By Katerina Nikolas     Jan 11, 2013 in World
Today is a historic moment for Saudi Arabia as King Abdullah has signed a decree allowing women to participate in the Kingdom's Shura Council, which until now, had been an all-male enclave.
King Abdullah bin Abdul Aziz has signed a decree ensuring the country's parliament introduces a quota of 20 percent women. He followed the decree by appointing 30 women to the 150 member Shura council, Al Arabiya reported.
The change was anticipated. When King Abdullah granted women the right to vote in September 2011 he promised "to involve women in the Shura Council as members, starting from the next term." However, women have not exercised their new found right to vote as no elections have been held.
The Saudi King announced two changes to the current statute of the council to allow women to participate.
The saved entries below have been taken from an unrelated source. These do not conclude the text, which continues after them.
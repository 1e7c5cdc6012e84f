//! Numeric analysis core
//!
//! Every routine here is a pure function of its typed input. Nothing in this
//! module formats text; the `report` module renders the results.

pub mod equipment;
pub mod fmea;
pub mod history;
pub mod metrics;
pub mod optimize;
pub mod recipe;
pub mod shift;
pub mod simulate;
pub mod spc;
pub mod stats;
pub mod trend;
pub mod window;
pub mod yield_impact;

use miette::Diagnostic;
use thiserror::Error;

/// Errors raised by the analysis routines
///
/// Only caller contract violations end up here. Numeric edge cases such as a
/// zero standard deviation are carried inside the result as [`Metric::NotApplicable`].
#[derive(Debug, Error, Diagnostic, Clone, PartialEq)]
pub enum AnalysisError {
    #[error("insufficient data for {analysis}: {supplied} value(s) supplied, at least {required} required")]
    #[diagnostic(
        code(semiproc::analysis::insufficient_data),
        help("supply more measurements and try again")
    )]
    InsufficientData {
        analysis: &'static str,
        required: usize,
        supplied: usize,
    },

    #[error("invalid spec limits: USL ({usl}) must be greater than LSL ({lsl})")]
    #[diagnostic(code(semiproc::analysis::spec_limits))]
    InvalidSpecLimits { usl: f64, lsl: f64 },

    #[error("non-finite value in '{field}'")]
    #[diagnostic(code(semiproc::analysis::non_finite))]
    NonFinite { field: String },

    #[error("{field} rating for '{parameter}' must be between 1 and 10, got {value}")]
    #[diagnostic(code(semiproc::analysis::rating))]
    InvalidRating {
        parameter: String,
        field: &'static str,
        value: i64,
    },

    #[error("weight for '{metric}' must not be negative, got {value}")]
    #[diagnostic(code(semiproc::analysis::weight))]
    InvalidWeight { metric: String, value: f64 },
}

/// Why a computed quantity has no value
#[derive(Debug, Clone, Copy, PartialEq, Eq)]
pub enum NotApplicable {
    /// A spec limit the formula needs was not supplied
    MissingSpecLimit,
    /// The standard deviation is zero
    DegenerateSigma,
}

impl NotApplicable {
    pub fn reason(&self) -> &'static str {
        match self {
            NotApplicable::MissingSpecLimit => "spec limit missing",
            NotApplicable::DegenerateSigma => "zero standard deviation",
        }
    }
}

impl std::fmt::Display for NotApplicable {
    fn fmt(&self, f: &mut std::fmt::Formatter<'_>) -> std::fmt::Result {
        write!(f, "{}", self.reason())
    }
}

/// A derived value that may be undefined for the given input
#[derive(Debug, Clone, Copy, PartialEq)]
pub enum Metric {
    Value(f64),
    NotApplicable(NotApplicable),
}

impl Metric {
    pub fn value(&self) -> Option<f64> {
        match self {
            Metric::Value(v) => Some(*v),
            Metric::NotApplicable(_) => None,
        }
    }

    pub fn is_defined(&self) -> bool {
        matches!(self, Metric::Value(_))
    }
}

/// Reject NaN and infinities before they reach a formula
pub(crate) fn ensure_finite(field: &str, values: &[f64]) -> Result<(), AnalysisError> {
    if values.iter().all(|v| v.is_finite()) {
        Ok(())
    } else {
        Err(AnalysisError::NonFinite {
            field: field.to_string(),
        })
    }
}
The amendments state: "The woman enjoys in her membership at the Shura Council complete membership rights and abides by the obligations, and responsibilities and assumes tasks."
Women will work in separate quarters to male members, with their own entrance and exit gate. They will be obliged to "commit to the principles of Islamic Shariah without any breach whatsoever and observe proper hijab.."
The inclusion of women in the Shura Council is a remarkable step forward for Saudi females. They may now have the opportunity to propose legislation allowing Saudi women the right to drive.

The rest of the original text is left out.